Tokoh Lokal Pembebasan Sandera
Menggunakan upaya diplomasi untuk membebaskan pilot Susi Air, Phillip Mark Mehrtens, pemerintah menggandeng sejumlah tokoh lokal dan gereja. Salah satunya pejabat Bupati Nduga, Namia Gwijangge. Pada Selasa, 14 Februari lalu, Namia menyerukan kepada Egianus Kogeya agar segera melepaskan Mehrtens.
Sehari sebelumnya, tiga perwakilan Selandia Baru bertemu dengan petinggi TNI dan Polri di Papua. Kepala Penerangan Komando Daerah Militer Cenderawasih Kolonel Kavaleri Herman Taryaman mengatakan diplomat Selandia Baru meminta pemerintah mengupayakan keselamatan Phillip Mehrtens. Mereka siap memberikan bantuan pencarian, evakuasi, dan layanan kesehatan.
Kepala Kantor Komisi Nasional Hak Asasi Manusia atau Komnas HAM Papua, Frits Ramandey, juga berupaya menjalin kontak dengan orang-orang yang diduga mengenal Egianus. Salah satunya Raga Kogeya, sepupu Egianus.
Baca: Upaya TNI Memburu Egianus Kogeya
Kepada Tempo pada Jumat, 17 Februari lalu, Raga mengaku ditanyai kapan terakhir kali berkomunikasi dengan Egianus Kogeya. Raga mengaku tak berhubungan Egianus atau anak buahnya selama penyanderaan pilot Susi Air. “Nomor telepon saya tidak dipegang mereka,” ucap Raga.
Adapun Frits mengaku berupaya membuka pintu komunikasi dengan semua pihak yang terkait dengan penyanderaan Phillip Mehrtens. Ia mengontak perwakilan Susi Air. “Saya pikir Susi Air harus menyiapkan berbagai skenario dan memikirkan kemungkinan terburuk,” katanya.
Frits mencontohkan, pemerintah harus memastikan bernegosiasi dengan orang yang tepat.
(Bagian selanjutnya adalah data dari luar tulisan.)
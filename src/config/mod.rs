//! Invocation options and output file handling.
//!
//! This module holds everything the command line hands to the library:
//!
//! - **Options bundle**: which file to read, how to render it, what to filter
//! - **Path expansion**: `~` in user-supplied paths via `shellexpand`
//! - **Atomic output**: `--output` files are written temp-file-then-rename,
//!   so an interrupted run never leaves a half-written export behind
//!
//! The reader itself only consumes `config_path`; everything else applies
//! after the model is built.
//!
//! # Example
//!
//! ```no_run
//! use hyprkeys::config::{Options, OutputFormat};
//! use hyprkeys::core::read_config;
//!
//! let options = Options::new(OutputFormat::Json);
//! let report = read_config(&options.config_path)?;
//! println!("{} binds", report.config.binds.len());
//! # Ok::<(), Box<dyn std::error::Error>>(())
//! ```

pub mod error;

pub use error::ConfigError;

use atomic_write_file::AtomicWriteFile;
use std::io::Write;
use std::path::{Path, PathBuf};
use tracing::debug;

/// Where Hyprland keeps its main config unless told otherwise
pub const DEFAULT_CONFIG_PATH: &str = "~/.config/hypr/hyprland.conf";

/// Selected presentation of the parsed model
#[derive(Clone, Copy, Debug, Eq, PartialEq)]
pub enum OutputFormat {
    /// Keyword headings plus a keybind table
    Markdown,
    /// Normalised config text
    Raw,
    /// Pretty-printed JSON of the whole model
    Json,
}

/// Everything a single run needs to know
#[derive(Clone, Debug, Eq, PartialEq)]
pub struct Options {
    /// Root config file, already tilde-expanded
    pub config_path: PathBuf,
    pub format: OutputFormat,
    /// Keep only binds whose dispatcher or command contains this
    pub filter: Option<String>,
    /// Also write the rendered output to this file
    pub output: Option<PathBuf>,
    /// Raw output: include the settings categories
    pub include_variables: bool,
    /// Raw output: include autostart directives
    pub include_autostart: bool,
}

impl Options {
    /// Options for the default config path.
    pub fn new(format: OutputFormat) -> Self {
        Self {
            config_path: PathBuf::from(shellexpand::tilde(DEFAULT_CONFIG_PATH).into_owned()),
            format,
            filter: None,
            output: None,
            include_variables: false,
            include_autostart: false,
        }
    }
}

/// Expands a leading `~` in `path`.
///
/// # Errors
///
/// Returns `ConfigError::InvalidPath` when the path is not valid UTF-8.
pub fn expand_path(path: &Path) -> Result<PathBuf, ConfigError> {
    let raw = path
        .to_str()
        .ok_or_else(|| ConfigError::InvalidPath(path.to_path_buf()))?;
    Ok(PathBuf::from(shellexpand::tilde(raw).into_owned()))
}

/// Atomically writes `content` to `path`.
///
/// Either the whole content lands or the previous file stays untouched.
pub fn write_output(path: &Path, content: &str) -> Result<(), ConfigError> {
    let failed = |message: String| ConfigError::WriteFailed {
        path: path.to_path_buf(),
        message,
    };

    let mut file = AtomicWriteFile::options()
        .open(path)
        .map_err(|e| failed(format!("Failed to open for atomic write: {}", e)))?;

    file.write_all(content.as_bytes())
        .map_err(|e| failed(format!("Failed to write content: {}", e)))?;

    file.commit()
        .map_err(|e| failed(format!("Failed to commit atomic write: {}", e)))?;

    debug!(path = %path.display(), bytes = content.len(), "wrote output file");
    Ok(())
}

#[cfg(test)]
mod tests;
Sebab, tidak semua kalangan dipercaya oleh Egianus Kogeya ataupun TPNPB—sayap militer Organisasi Papua Merdeka.
Juru bicara Tentara Pembebasan Nasional Papua Barat, Sebby Sambom, menyatakan kelompoknya menolak bernegosiasi dengan pejabat Bupati Nduga, Namia Gwijangge. Ia menyatakan bahwa Namia telah menyebut TPNPB sebagai kelompok pelanggar hak asasi manusia. “Jangan bermimpi jadi negosiator,” tutur Sebby.
TPNPB sebenarnya sudah memiliki negosiator, yaitu Amatus Douw. Ia menjabat Chairman of Diplomatic Council Free Papua Movement. Amatus mencari suaka ke Australia pada 2005 dan kini tinggal di Brisbane.
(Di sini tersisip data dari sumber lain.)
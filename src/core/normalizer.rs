// Copyright 2025 Eric Jingryd (tidynest@proton.me)
//
// Licensed under the Apache License, Version 2.0 (the "License");
// you may not use this file except in compliance with the License.
// You may obtain a copy of the License at
//
//     http://www.apache.org/licenses/LICENSE-2.0
//
// Unless required by applicable law or agreed to in writing, software
// distributed under the License is distributed on an "AS IS" BASIS,
// WITHOUT WARRANTIES OR CONDITIONS OF ANY KIND, either express or implied.
// See the License for the specific language governing permissions and
// limitations under the License.

//! src/core/normalizer.rs
//!
//! Comment and whitespace stripping for single config lines
//!
//! Splits a raw line into its semantic part and the trailing comment.
//! The scan is quote-aware: a `#` inside `"..."` or `'...'` belongs to the
//! command (`exec, notify-send "build #3"`), and a doubled `##` outside
//! quotes is Hyprland's escape for a literal `#`.

/// A line with comments and surrounding whitespace removed
#[derive(Clone, Debug, Default, Eq, PartialEq)]
pub struct NormalizedLine {
    /// Everything before the comment marker, trimmed
    pub semantic: String,
    /// Text after the comment marker (marker excluded), trimmed
    pub comment: String,
}

impl NormalizedLine {
    /// True when the line carries nothing for the classifiers.
    pub fn is_empty(&self) -> bool {
        self.semantic.is_empty()
    }
}

/// Splits `raw` into semantic content and trailing comment.
///
/// # Example
/// ```
/// use hyprkeys::core::normalizer::normalize_line;
///
/// let line = normalize_line("  bind = SUPER, Q, killactive, # close window");
/// assert_eq!(line.semantic, "bind = SUPER, Q, killactive,");
/// assert_eq!(line.comment, "close window");
/// ```
pub fn normalize_line(raw: &str) -> NormalizedLine {
    let trimmed = raw.trim();
    if trimmed.is_empty() || (trimmed.starts_with('#') && !trimmed.starts_with("##")) {
        return NormalizedLine::default();
    }

    // An apostrophe left open (`don 't`) is prose, not a quote
    scan(trimmed, &['"', '\''])
        .or_else(|| scan(trimmed, &['"']))
        .or_else(|| scan(trimmed, &[]))
        .unwrap_or_default()
}

/// Quote-aware scan. Returns `None` when a quote is left open.
fn scan(trimmed: &str, quote_chars: &[char]) -> Option<NormalizedLine> {
    let mut semantic = String::with_capacity(trimmed.len());
    let mut quote: Option<char> = None;
    let mut chars = trimmed.char_indices().peekable();

    while let Some((idx, c)) = chars.next() {
        match quote {
            Some(_) if c == '\\' => {
                semantic.push(c);
                if let Some((_, next)) = chars.next() {
                    semantic.push(next);
                }
            }
            Some(open) if c == open => {
                quote = None;
                semantic.push(c);
            }
            Some(_) => semantic.push(c),
            None if quote_chars.contains(&c) && opens_quote(c, &trimmed[..idx]) => {
                quote = Some(c);
                semantic.push(c);
            }
            None if c == '#' => {
                if matches!(chars.peek(), Some((_, '#'))) {
                    chars.next();
                    semantic.push('#');
                    continue;
                }

                return Some(NormalizedLine {
                    semantic: semantic.trim_end().to_string(),
                    comment: trimmed[idx + 1..].trim().to_string(),
                });
            }
            None => semantic.push(c),
        }
    }

    if quote.is_some() {
        return None;
    }

    Some(NormalizedLine {
        semantic,
        comment: String::new(),
    })
}

/// `'` only opens a quote at the start of a word, so the apostrophe in
/// `it's` stays prose.
fn opens_quote(c: char, before: &str) -> bool {
    c != '\'' || !before.chars().next_back().is_some_and(char::is_alphanumeric)
}

#[cfg(test)]
mod tests {
    use super::*;

    #[test]
    fn test_blank_and_comment_lines_are_empty() {
        assert!(normalize_line("").is_empty());
        assert!(normalize_line("   \t ").is_empty());
        assert!(normalize_line("# just a comment").is_empty());
        assert!(normalize_line("    #indented comment").is_empty());
    }

    #[test]
    fn test_trailing_comment_is_split() {
        let line = normalize_line("bind = SUPER, Q, killactive,   #   close  ");
        assert_eq!(line.semantic, "bind = SUPER, Q, killactive,");
        assert_eq!(line.comment, "close");
    }

    #[test]
    fn test_hash_inside_quotes_is_kept() {
        let line = normalize_line(r#"bind = SUPER, B, exec, notify-send "build #3" # notify"#);
        assert_eq!(line.semantic, r#"bind = SUPER, B, exec, notify-send "build #3""#);
        assert_eq!(line.comment, "notify");

        let line = normalize_line("exec = sh -c 'echo #not-a-comment'");
        assert_eq!(line.semantic, "exec = sh -c 'echo #not-a-comment'");
        assert!(line.comment.is_empty());
    }

    #[test]
    fn test_escaped_quote_does_not_close() {
        let line = normalize_line(r#"exec = echo "a \" # b" # c"#);
        assert_eq!(line.semantic, r#"exec = echo "a \" # b""#);
        assert_eq!(line.comment, "c");
    }

    #[test]
    fn test_unterminated_apostrophe_is_not_a_quote() {
        let line = normalize_line("exec-once = notify-send don't # greet");
        assert_eq!(line.semantic, "exec-once = notify-send don't");
        assert_eq!(line.comment, "greet");
    }

    #[test]
    fn test_apostrophe_inside_word_before_quoted_hash() {
        let line = normalize_line("exec = echo it's a 'test #1'");
        assert_eq!(line.semantic, "exec = echo it's a 'test #1'");
        assert!(line.comment.is_empty());

        let line = normalize_line("exec = echo it's a 'test #1' # greet");
        assert_eq!(line.semantic, "exec = echo it's a 'test #1'");
        assert_eq!(line.comment, "greet");
    }

    #[test]
    fn test_double_hash_is_literal() {
        let line = normalize_line("col.active_border = ##ff0000 # red");
        assert_eq!(line.semantic, "col.active_border = #ff0000");
        assert_eq!(line.comment, "red");
    }

    #[test]
    fn test_line_without_comment() {
        let line = normalize_line("  kb_layout = us  ");
        assert_eq!(line.semantic, "kb_layout = us");
        assert_eq!(line.comment, "");
    }
}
Kepada Tempo, Amatus mengaku ditunjuk oleh TPNPB sebagai juru runding. Ia menyatakan telah mengirim surat kepada pemerintah Selandia Baru yang isinya menyebut negara itu ikut serta dalam konflik Papua yang terjadi lebih dari enam dekade. “Selandia Baru menyuplai senjata serta membantu militer dan polisi Indonesia,” katanya melalui telekonferensi Zoom pada Jumat, 17 Februari lalu.
Amatus menyatakan bahwa TPNPB tak akan menyerahkan Phillip Mehrtens hingga ada pembicaraan tentang kemerdekaan Papua. Ia menuntut keterlibatan pihak ketiga, seperti perwakilan Perserikatan Bangsa-Bangsa, dalam negosiasi itu. “Kami menuntut kemerdekaan bangsa Papua,” ujar Amatus. Ia menyatakan TPNPB siap menghadapi TNI-Polri jika terjadi operasi penyelamatan sandera.
Baca: Pembantaian Pekerja Istaka Karya oleh Kelompok Egianus Kogeya
TNI dan Polri disebut-sebut tetap bersiaga dan menyiapkan skenario pembebasan sandera. Pembicaraan mengenai operasi itu salah satunya disinggung dalam rapat yang digelar di Kepolisian Resor Mimika, Provinsi Papua Tengah, pada Sabtu, 11 Februari lalu.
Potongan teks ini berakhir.